◆ **TASK BRIEF**
A complete answer lists every line of the material where the string "ActivationPolicy" occurs.

◆ **RECORDS SHOWN**
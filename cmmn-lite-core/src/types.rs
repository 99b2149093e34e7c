use serde::{Deserialize, Serialize};
use std::collections::BTreeMap;
use std::fmt;
use uuid::Uuid;

// ─── Scalar aliases ───────────────────────────────────────────

/// Epoch milliseconds (UTC).
pub type Timestamp = i64;

/// Variable payload. Listeners read and write these; the state machine never does.
pub type VariableValue = serde_json::Value;

// ─── Lifecycle states ─────────────────────────────────────────

/// The closed set of states a plan-item occurrence may occupy.
#[derive(Clone, Copy, Debug, PartialEq, Eq, Serialize, Deserialize)]
pub enum CaseExecutionState {
    /// Sentry pending — instantiated as a record, not yet an active occurrence.
    Available,
    Enabled,
    Active,
    Disabled,
    Suspended,
    Completed,
    Terminated,
    Exited,
    /// Archived case root. Only the root ever reaches this.
    Closed,
}

impl CaseExecutionState {
    /// Terminal outcomes evict the node from the tree (the root is the one
    /// exception: it stays queryable until `close`).
    pub fn is_terminal(self) -> bool {
        matches!(
            self,
            CaseExecutionState::Completed
                | CaseExecutionState::Terminated
                | CaseExecutionState::Exited
                | CaseExecutionState::Closed
        )
    }
}

impl fmt::Display for CaseExecutionState {
    fn fmt(&self, f: &mut fmt::Formatter<'_>) -> fmt::Result {
        let s = match self {
            CaseExecutionState::Available => "available",
            CaseExecutionState::Enabled => "enabled",
            CaseExecutionState::Active => "active",
            CaseExecutionState::Disabled => "disabled",
            CaseExecutionState::Suspended => "suspended",
            CaseExecutionState::Completed => "completed",
            CaseExecutionState::Terminated => "terminated",
            CaseExecutionState::Exited => "exited",
            CaseExecutionState::Closed => "closed",
        };
        f.write_str(s)
    }
}

// ─── Transitions (standard events) ────────────────────────────

/// The named transitions of the lifecycle. These double as the "standard
/// events" sentry parts and listener registrations key on, so the string
/// forms are part of the public contract.
#[derive(Clone, Copy, Debug, PartialEq, Eq, PartialOrd, Ord, Hash, Serialize, Deserialize)]
pub enum Transition {
    Create,
    Enable,
    Disable,
    Reenable,
    Start,
    ManualStart,
    Complete,
    Terminate,
    Exit,
    Suspend,
    Resume,
    ParentSuspend,
    ParentResume,
    ParentTerminate,
    Occur,
    Close,
}

impl Transition {
    pub fn as_str(self) -> &'static str {
        match self {
            Transition::Create => "create",
            Transition::Enable => "enable",
            Transition::Disable => "disable",
            Transition::Reenable => "reenable",
            Transition::Start => "start",
            Transition::ManualStart => "manualStart",
            Transition::Complete => "complete",
            Transition::Terminate => "terminate",
            Transition::Exit => "exit",
            Transition::Suspend => "suspend",
            Transition::Resume => "resume",
            Transition::ParentSuspend => "parentSuspend",
            Transition::ParentResume => "parentResume",
            Transition::ParentTerminate => "parentTerminate",
            Transition::Occur => "occur",
            Transition::Close => "close",
        }
    }
}

impl fmt::Display for Transition {
    fn fmt(&self, f: &mut fmt::Formatter<'_>) -> fmt::Result {
        f.write_str(self.as_str())
    }
}

// ─── Activation & item kinds ──────────────────────────────────

/// Whether reaching the enabled precondition requires an explicit
/// `manualStart` or transitions straight to active.
#[derive(Clone, Copy, Debug, PartialEq, Eq, Serialize, Deserialize)]
pub enum ActivationPolicy {
    Manual,
    Automatic,
}

/// Shape of a plan item. Stages own children; milestones and event
/// listeners skip the enabled/active stop-over and `occur` instead.
#[derive(Clone, Copy, Debug, PartialEq, Eq, Serialize, Deserialize)]
pub enum ItemKind {
    Stage,
    Task,
    Milestone,
    EventListener,
}

/// Who caused the current suspension. `resume` only reverses a
/// self-initiated suspend; `parentResume` only a cascaded one.
#[derive(Clone, Copy, Debug, PartialEq, Eq, Serialize, Deserialize)]
pub enum SuspensionOrigin {
    Node,
    Parent,
}

// ─── Pure transition table ────────────────────────────────────

/// Target of a legal transition. `Prior` means "the state recorded when the
/// node was suspended" — the table cannot know it, the dispatcher does.
#[derive(Clone, Copy, Debug, PartialEq, Eq)]
pub enum TargetState {
    Fixed(CaseExecutionState),
    Prior,
}

/// The legality table of the lifecycle, independent of tree structure.
/// `None` means the combination is illegal from `from`.
///
/// `Enable` and `Start` are sub-events of the composite `create` and never
/// requested directly; `Resume`/`ParentResume` additionally require a
/// matching suspension origin, which the dispatcher checks.
pub fn legal_target(
    from: CaseExecutionState,
    transition: Transition,
    policy: ActivationPolicy,
    kind: ItemKind,
) -> Option<TargetState> {
    use CaseExecutionState as S;
    use TargetState::Fixed;

    let target = match transition {
        Transition::Create => match (from, kind) {
            (S::Available, ItemKind::Stage | ItemKind::Task) => match policy {
                ActivationPolicy::Manual => Fixed(S::Enabled),
                ActivationPolicy::Automatic => Fixed(S::Active),
            },
            _ => return None,
        },
        Transition::ManualStart => match (from, policy) {
            (S::Enabled, ActivationPolicy::Manual) => Fixed(S::Active),
            _ => return None,
        },
        Transition::Disable => match from {
            S::Enabled => Fixed(S::Disabled),
            _ => return None,
        },
        Transition::Reenable => match from {
            S::Disabled => Fixed(S::Enabled),
            _ => return None,
        },
        Transition::Complete => match from {
            S::Active => Fixed(S::Completed),
            _ => return None,
        },
        Transition::Terminate => match from {
            S::Enabled | S::Active | S::Disabled | S::Suspended => Fixed(S::Terminated),
            _ => return None,
        },
        Transition::Exit => match from {
            S::Enabled | S::Active => Fixed(S::Exited),
            _ => return None,
        },
        Transition::Suspend => match from {
            S::Enabled | S::Active => Fixed(S::Suspended),
            _ => return None,
        },
        Transition::Resume | Transition::ParentResume => match from {
            S::Suspended => TargetState::Prior,
            _ => return None,
        },
        Transition::ParentTerminate => {
            if from.is_terminal() {
                return None;
            }
            Fixed(S::Terminated)
        }
        Transition::ParentSuspend => {
            if from.is_terminal() || from == S::Suspended {
                return None;
            }
            Fixed(S::Suspended)
        }
        Transition::Occur => match (from, kind) {
            (S::Available, ItemKind::Milestone | ItemKind::EventListener) => Fixed(S::Completed),
            _ => return None,
        },
        Transition::Close => match from {
            S::Completed | S::Terminated => Fixed(S::Closed),
            _ => return None,
        },
        // Composite sub-events, never requested as operations.
        Transition::Enable | Transition::Start => return None,
    };
    Some(target)
}

// ─── Case model (immutable definitions) ───────────────────────

/// One plan-item definition. Definitions are read-only collaborators; the
/// runtime tree holds occurrences of them.
#[derive(Clone, Debug, Serialize, Deserialize)]
pub struct PlanItemDefinition {
    pub activity_id: String,
    pub name: String,
    pub kind: ItemKind,
    pub activation_policy: ActivationPolicy,
    /// Must reach a terminal success state for the parent to auto-complete.
    pub required: bool,
    /// Stage completion policy: when true, non-required enabled/available
    /// children do not block completion.
    pub auto_complete: bool,
    /// Ordered child activity ids (stages only).
    pub children: Vec<String>,
    pub entry_sentry_ids: Vec<String>,
    pub exit_sentry_ids: Vec<String>,
}

/// One part of a sentry definition: watch `standard_event` on the occurrence
/// of `source_activity_id`.
#[derive(Clone, Debug, Serialize, Deserialize)]
pub struct SentryPartDefinition {
    pub id: String,
    pub source_activity_id: String,
    pub standard_event: Transition,
}

/// A named guard condition — logical AND over its parts.
#[derive(Clone, Debug, Serialize, Deserialize)]
pub struct SentryDefinition {
    pub id: String,
    pub parts: Vec<SentryPartDefinition>,
}

/// A complete, deployed case definition — the dispatcher's analogue of a
/// compiled program. Keyed lookups only; never mutated at runtime.
#[derive(Clone, Debug, Serialize, Deserialize)]
pub struct CaseModel {
    pub key: String,
    /// Activity id of the case plan (the root stage).
    pub root_activity_id: String,
    pub items: BTreeMap<String, PlanItemDefinition>,
    pub sentries: BTreeMap<String, SentryDefinition>,
}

◆ **EXERCISE RESULT**
pub enum ActivationPolicy {
    policy: ActivationPolicy,
                ActivationPolicy::Manual => Fixed(S::Enabled),
                ActivationPolicy::Automatic => Fixed(S::Active),
            (S::Enabled, ActivationPolicy::Manual) => Fixed(S::Active),
    pub activation_policy: ActivationPolicy,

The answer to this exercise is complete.